Client feedback was routinely collected in regards to pain levels and quality of life, at each treatment. Measurements were taken pre and post each treatment, and photos were taken pre and post each treatment.

ABMMA PRO BMT equipment
ABMMA PRO BMT equipment

The client commented that she experienced less pain during and after each treatment. Her mobility was also greatly increased. MLD has been shown to reduce pain (3) and inflammation.

Light touch pain receptors are activated by gentle skin movements and stop sending pain signals to the brain (Gate Theory (4)).

The tissue pressure created by gentle MLD and muscle contraction via BMT, promote an increase in lymph movement.

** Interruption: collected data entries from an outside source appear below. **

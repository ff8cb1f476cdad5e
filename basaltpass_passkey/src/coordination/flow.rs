//! Two-phase passkey flows: begin on the server, run the platform ceremony,
//! finish on the server.

use super::errors::FlowError;
use super::state::{FlowState, FlowTracker};
use crate::passkey::{
    AuthenticationResponseJson, CredentialCreationOptionsJson, CredentialRequestOptionsJson,
    LoginFinishRequest, LoginTokens, PasskeyInfo, PasskeyServer, PlatformAuthenticator,
    RegistrationFinishRequest, RegistrationResponseJson, format_assertion_response,
    format_creation_response, translate_creation_options,
    translate_request_options,
};

/// Fails with [`FlowError::NotSupported`] unless the platform exposes the
/// credential APIs. Roaming security keys count, so a missing user-verifying
/// platform authenticator does not block a ceremony.
pub(super) fn ensure_supported<P>(platform: &P) -> Result<(), FlowError>
where
    P: PlatformAuthenticator + ?Sized,
{
    if platform.is_supported() {
        Ok(())
    } else {
        Err(FlowError::NotSupported.log())
    }
}

/// Trims `value`, rejecting it when nothing is left.
pub(super) fn require_non_empty(value: &str, what: &str) -> Result<String, FlowError> {
    let value = value.trim();
    if value.is_empty() {
        return Err(FlowError::InvalidInput(format!("{what} is required")).log());
    }
    Ok(value.to_string())
}

/// Translates registration options and runs the creation ceremony.
pub(super) async fn create_credential<P>(
    platform: &P,
    options: &CredentialCreationOptionsJson,
) -> Result<RegistrationResponseJson, FlowError>
where
    P: PlatformAuthenticator + ?Sized,
{
    let platform_options = translate_creation_options(options)?;
    let credential = platform.create(platform_options).await?;
    tracing::debug!("Platform created credential {}", credential.id);
    Ok(format_creation_response(&credential))
}

/// Translates authentication options and runs the assertion ceremony.
pub(super) async fn get_assertion<P>(
    platform: &P,
    options: &CredentialRequestOptionsJson,
) -> Result<AuthenticationResponseJson, FlowError>
where
    P: PlatformAuthenticator + ?Sized,
{
    let platform_options = translate_request_options(options)?;
    let credential = platform.get(platform_options).await?;
    tracing::debug!("Platform asserted credential {}", credential.id);
    Ok(format_assertion_response(&credential))
}

fn ensure_idle(tracker: &FlowTracker) -> Result<(), FlowError> {
    match tracker.state() {
        FlowState::Idle => Ok(()),
        state => Err(FlowError::InvalidFlowState(state).log()),
    }
}

/// One execution of passkey registration for the signed-in user.
///
/// A flow runs once; call [`RegistrationFlow::reset`] to run it again.
#[derive(Debug)]
pub struct RegistrationFlow<'a, S: ?Sized, P: ?Sized> {
    server: &'a S,
    platform: &'a P,
    tracker: FlowTracker,
}

impl<'a, S, P> RegistrationFlow<'a, S, P>
where
    S: PasskeyServer + ?Sized,
    P: PlatformAuthenticator + ?Sized,
{
    pub fn new(server: &'a S, platform: &'a P) -> Self {
        Self {
            server,
            platform,
            tracker: FlowTracker::new(),
        }
    }

    pub fn state(&self) -> FlowState {
        self.tracker.state()
    }

    pub fn tracker(&self) -> &FlowTracker {
        &self.tracker
    }

    pub fn reset(&mut self) {
        self.tracker.reset();
    }

    /// Registers a new passkey labelled `name`.
    pub async fn run(&mut self, name: &str) -> Result<PasskeyInfo, FlowError> {
        ensure_idle(&self.tracker)?;
        let name = require_non_empty(name, "Passkey name")?;
        ensure_supported(self.platform)?;

        let result = self.execute(name).await;
        if result.is_err() {
            self.tracker.fail();
        }
        result
    }

    async fn execute(&mut self, name: String) -> Result<PasskeyInfo, FlowError> {
        self.tracker.advance(FlowState::OptionsRequested)?;
        let options = self.server.begin_registration().await?;

        self.tracker.advance(FlowState::PlatformCeremonyPending)?;
        let credential = create_credential(self.platform, &options).await?;

        self.tracker.advance(FlowState::ResponseSubmitted)?;
        let request = RegistrationFinishRequest {
            name,
            challenge: options.public_key.challenge,
            credential,
        };
        let passkey = self.server.finish_registration(&request).await?;

        self.tracker.advance(FlowState::Complete)?;
        tracing::info!("Registered passkey {} ({})", passkey.id, passkey.name);
        Ok(passkey)
    }
}

/// One execution of passkey login for a user identifier.
#[derive(Debug)]
pub struct AuthenticationFlow<'a, S: ?Sized, P: ?Sized> {
    server: &'a S,
    platform: &'a P,
    tracker: FlowTracker,
}

impl<'a, S, P> AuthenticationFlow<'a, S, P>
where
    S: PasskeyServer + ?Sized,
    P: PlatformAuthenticator + ?Sized,
{
    pub fn new(server: &'a S, platform: &'a P) -> Self {
        Self {
            server,
            platform,
            tracker: FlowTracker::new(),
        }
    }

    pub fn state(&self) -> FlowState {
        self.tracker.state()
    }

    pub fn tracker(&self) -> &FlowTracker {
        &self.tracker
    }

    pub fn reset(&mut self) {
        self.tracker.reset();
    }

    /// Logs in the user identified by `identifier` (email or phone).
    pub async fn run(&mut self, identifier: &str) -> Result<LoginTokens, FlowError> {
        ensure_idle(&self.tracker)?;
        let identifier = require_non_empty(identifier, "Identifier")?;
        ensure_supported(self.platform)?;

        let result = self.execute(identifier).await;
        if result.is_err() {
            self.tracker.fail();
        }
        result
    }

    async fn execute(&mut self, identifier: String) -> Result<LoginTokens, FlowError> {
        self.tracker.advance(FlowState::OptionsRequested)?;
        let options = self.server.begin_login(&identifier).await?;

        self.tracker.advance(FlowState::PlatformCeremonyPending)?;
        let credential = get_assertion(self.platform, &options).await?;

        self.tracker.advance(FlowState::ResponseSubmitted)?;
        let request = LoginFinishRequest {
            email: identifier,
            challenge: options.public_key.challenge,
            credential,
        };
        let tokens = self.server.finish_login(&request).await?;

        self.tracker.advance(FlowState::Complete)?;
        tracing::info!("Passkey login completed");
        Ok(tokens)
    }
}
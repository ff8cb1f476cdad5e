use std::fmt;

use super::errors::FlowError;

/// Where a passkey flow currently stands.
#[derive(Debug, Clone, Copy, PartialEq, Eq, Hash)]
pub enum FlowState {
    Idle,
    /// Waiting for the server's begin response
    OptionsRequested,
    /// Waiting for the platform ceremony
    PlatformCeremonyPending,
    /// Waiting for the server's finish response
    ResponseSubmitted,
    Complete,
    Failed,
}

impl FlowState {
    pub fn is_terminal(self) -> bool {
        matches!(self, Self::Complete | Self::Failed)
    }

    /// Whether `self -> next` is a legal transition.
    ///
    /// The happy path is strictly linear; any in-flight state may fail.
    pub fn can_transition_to(self, next: FlowState) -> bool {
        use FlowState::*;
        match (self, next) {
            (Idle, OptionsRequested)
            | (OptionsRequested, PlatformCeremonyPending)
            | (PlatformCeremonyPending, ResponseSubmitted)
            | (ResponseSubmitted, Complete) => true,
            (OptionsRequested | PlatformCeremonyPending | ResponseSubmitted, Failed) => true,
            _ => false,
        }
    }
}

impl fmt::Display for FlowState {
    fn fmt(&self, f: &mut fmt::Formatter<'_>) -> fmt::Result {
        let name = match self {
            Self::Idle => "Idle",
            Self::OptionsRequested => "OptionsRequested",
            Self::PlatformCeremonyPending => "PlatformCeremonyPending",
            Self::ResponseSubmitted => "ResponseSubmitted",
            Self::Complete => "Complete",
            Self::Failed => "Failed",
        };
        f.write_str(name)
    }
}

/// Current state of a flow plus every state it has passed through.
#[derive(Debug, Clone, PartialEq, Eq)]
pub struct FlowTracker {
    state: FlowState,
    history: Vec<FlowState>,
}

impl Default for FlowTracker {
    fn default() -> Self {
        Self::new()
    }
}

impl FlowTracker {
    pub fn new() -> Self {
        Self {
            state: FlowState::Idle,
            history: vec![FlowState::Idle],
        }
    }

    pub fn state(&self) -> FlowState {
        self.state
    }

    /// States visited so far, starting with `Idle`.
    pub fn history(&self) -> &[FlowState] {
        &self.history
    }

    pub fn advance(&mut self, next: FlowState) -> Result<(), FlowError> {
        if !self.state.can_transition_to(next) {
            return Err(FlowError::InvalidFlowState(self.state));
        }
        tracing::debug!("Passkey flow: {} -> {}", self.state, next);
        self.state = next;
        self.history.push(next);
        Ok(())
    }

    /// Moves an in-flight flow to `Failed`. No-op for `Idle` and terminal states.
    pub fn fail(&mut self) {
        if self.state.can_transition_to(FlowState::Failed) {
            tracing::debug!("Passkey flow: {} -> {}", self.state, FlowState::Failed);
            self.state = FlowState::Failed;
            self.history.push(FlowState::Failed);
        }
    }

    /// Returns the tracker to `Idle`, discarding the history.
    pub fn reset(&mut self) {
        *self = Self::new();
    }
}
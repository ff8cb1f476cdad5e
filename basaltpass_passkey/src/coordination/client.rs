use super::errors::FlowError;
use super::flow::{
    AuthenticationFlow, RegistrationFlow, create_credential, ensure_supported, get_assertion,
    require_non_empty,
};
use crate::passkey::{
    AuthenticationResponseJson, CredentialCreationOptionsJson, CredentialRequestOptionsJson,
    HttpPasskeyServer, LoginFinishRequest, LoginTokens, PasskeyError, PasskeyInfo, PasskeyServer,
    PlatformAuthenticator, RegistrationFinishRequest, RegistrationResponseJson,
    is_passkey_supported,
};

/// Entry point for passkey operations against one server on one platform.
///
/// `create_passkey` and `login_with_passkey_flow` run a whole flow. The
/// remaining methods expose its individual steps.
#[derive(Debug)]
pub struct PasskeyClient<S, P> {
    server: S,
    platform: P,
}

impl<P: PlatformAuthenticator> PasskeyClient<HttpPasskeyServer, P> {
    /// Client for the server configured through `PASSKEY_SERVER_URL` and
    /// `PASSKEY_API_PREFIX`.
    pub fn from_env(platform: P) -> Result<Self, PasskeyError> {
        Ok(Self::new(HttpPasskeyServer::from_env()?, platform))
    }
}

impl<S, P> PasskeyClient<S, P>
where
    S: PasskeyServer,
    P: PlatformAuthenticator,
{
    pub fn new(server: S, platform: P) -> Self {
        Self { server, platform }
    }

    pub fn server(&self) -> &S {
        &self.server
    }

    pub fn platform(&self) -> &P {
        &self.platform
    }

    pub fn is_passkey_supported(&self) -> bool {
        is_passkey_supported(&self.platform)
    }

    /// A fresh registration flow, for callers that want to observe its state.
    pub fn registration_flow(&self) -> RegistrationFlow<'_, S, P> {
        RegistrationFlow::new(&self.server, &self.platform)
    }

    pub fn authentication_flow(&self) -> AuthenticationFlow<'_, S, P> {
        AuthenticationFlow::new(&self.server, &self.platform)
    }

    /// Registers a new passkey for the signed-in user.
    pub async fn create_passkey(&self, name: &str) -> Result<PasskeyInfo, FlowError> {
        self.registration_flow().run(name).await
    }

    /// Logs in with a passkey, returning the issued tokens.
    pub async fn login_with_passkey_flow(&self, identifier: &str) -> Result<LoginTokens, FlowError> {
        self.authentication_flow().run(identifier).await
    }

    /// Runs only the creation ceremony for already-fetched options.
    pub async fn register_passkey(
        &self,
        options: &CredentialCreationOptionsJson,
    ) -> Result<RegistrationResponseJson, FlowError> {
        ensure_supported(&self.platform)?;
        create_credential(&self.platform, options).await
    }

    /// Runs only the assertion ceremony for already-fetched options.
    pub async fn login_with_passkey(
        &self,
        options: &CredentialRequestOptionsJson,
    ) -> Result<AuthenticationResponseJson, FlowError> {
        ensure_supported(&self.platform)?;
        get_assertion(&self.platform, options).await
    }

    pub async fn begin_passkey_registration(
        &self,
    ) -> Result<CredentialCreationOptionsJson, FlowError> {
        Ok(self.server.begin_registration().await?)
    }

    pub async fn finish_passkey_registration(
        &self,
        request: &RegistrationFinishRequest,
    ) -> Result<PasskeyInfo, FlowError> {
        Ok(self.server.finish_registration(request).await?)
    }

    pub async fn begin_passkey_login(
        &self,
        identifier: &str,
    ) -> Result<CredentialRequestOptionsJson, FlowError> {
        let identifier = require_non_empty(identifier, "Identifier")?;
        Ok(self.server.begin_login(&identifier).await?)
    }

    pub async fn finish_passkey_login(
        &self,
        request: &LoginFinishRequest,
    ) -> Result<LoginTokens, FlowError> {
        Ok(self.server.finish_login(request).await?)
    }

    /// Passkeys of the signed-in user. Empty when none are registered.
    pub async fn list_passkeys(&self) -> Result<Vec<PasskeyInfo>, FlowError> {
        Ok(self.server.list_passkeys().await?)
    }

    pub async fn delete_passkey(&self, passkey_id: u64) -> Result<(), FlowError> {
        self.server.delete_passkey(passkey_id).await?;
        tracing::info!("Deleted passkey {}", passkey_id);
        Ok(())
    }
}
//! basaltpass-passkey - Passkey/WebAuthn client flows for the BasaltPass identity platform
//!
//! This crate drives the two-phase passkey protocol (begin, platform ceremony,
//! finish) against a BasaltPass server. It keeps binary WebAuthn data as raw
//! bytes on the platform side and as unpadded Base64URL text on the wire.

mod config;
mod coordination;
mod passkey;
mod utils;

pub use config::{
    Locale, PASSKEY_API_PREFIX, PASSKEY_HTTP_POOL_IDLE_TIMEOUT, PASSKEY_MESSAGE_LOCALE,
    PASSKEY_SERVER_URL,
};

pub use coordination::{
    AuthenticationFlow, FlowError, FlowState, FlowTracker, PasskeyClient, RegistrationFlow,
};

pub use passkey::{
    AssertionResponse, AssertionResponseJson, AttestationResponse, AttestationResponseJson,
    AuthenticationResponseJson, CredentialCreationOptionsJson, CredentialDescriptor,
    CredentialDescriptorJson, CredentialRequestOptionsJson, ExtraFields, HttpPasskeyServer,
    LoginFinishRequest, LoginTokens, PasskeyError, PasskeyInfo, PasskeyServer,
    PlatformAuthenticator, PlatformCreationOptions, PlatformCredential, PlatformError,
    PlatformErrorName, PlatformRequestOptions, PublicKeyCredentialCreationOptions,
    PublicKeyCredentialCreationOptionsJson, PublicKeyCredentialRequestOptions,
    PublicKeyCredentialRequestOptionsJson, RegistrationFinishRequest, RegistrationResponseJson,
    RelyingPartyEntity, UserEntity, UserEntityJson, format_assertion_response,
    format_creation_response, is_passkey_supported, translate_creation_options,
    translate_request_options,
};

pub use utils::{UtilError, base64url_decode, base64url_encode};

Non-invasive modalities such as MLD and BMT can be effective in reducing limb volume as well as pain and inflammation associated with lipedema and lymphedema. These methods offer an alternative to more invasive treatments but it is important to work with a qualified healthcare professional who can provide an individual treatment plan to achieve the best outcomes.

Find out more about Bioelectric Meridian Therapy.

What I learned

Overall good results were achieved during this case study.  Due to the client’s mobility, there were some time challenges due to the duration of the appointment times. More time would have been beneficial to allow the client to get undressed and dressed.  . This would have allowed more time for treatment. Measurements also took up a lot of time The variations in time spent measuring each leg made it difficult to manage the time but this is a true reflection of a real life case.

I also learnt that although we always took measurements of the same areas, it would have been more accurate to take measurements perhaps every 2 to 5 cm. Both the client and I noticed differences in circumference just above where we took measurements for the ankle, and also around the knee area. This wasn’t always reflected in the areas we measured.

Disclaimer: Client consent was obtained for the use of content and photos.

References

  1. (https://www.lymphoedema.org.au/about-lymphoedema/what-is-lymphoedema/#What%20is%20lo)
  2. https://www.lipedema.org/
  3. Keser I, Esmer M. Does Manual Lymphatic Drainage Have Any Effect on Pain Threshold and Tolerance of Different Body Parts? Lymphat Res Biol. 2019 Dec;17(6):651-654. doi: 10.1089/lrb.2019.0005. Epub 2019 Jul 19. PMID: 31329499.
  4. https://abmma.com.au/bioelectric-therapy
  5. Kang DH, Jeon JK, Lee JH. Effects of low-frequency electrical stimulation on cumulative fatigue and muscle tone of the erector spinae. J Phys Ther Sci. 2015 Jan;27(1):105-8. doi: 10.1589/jpts.27.105. Epub 2015 Jan 9. PMID: 25642049; PMCID: PMC4305535.
  6. Kim SJ. Effects of manual lymph drainage on the activity of sympathetic nervous system, anxiety, pain, and pressure pain threshold in subjects with psychological stress. The Journal of Korean Physical Therapy. 2014;26(6):391-7.
  7. Williams A. Manual lymphatic drainage: exploring the history and evidence base. Br J Community Nurs. 2010 Apr;15(4):S18-24. doi: 10.12968/bjcn.2010.15.Sup5.78111. PMID: 20559172.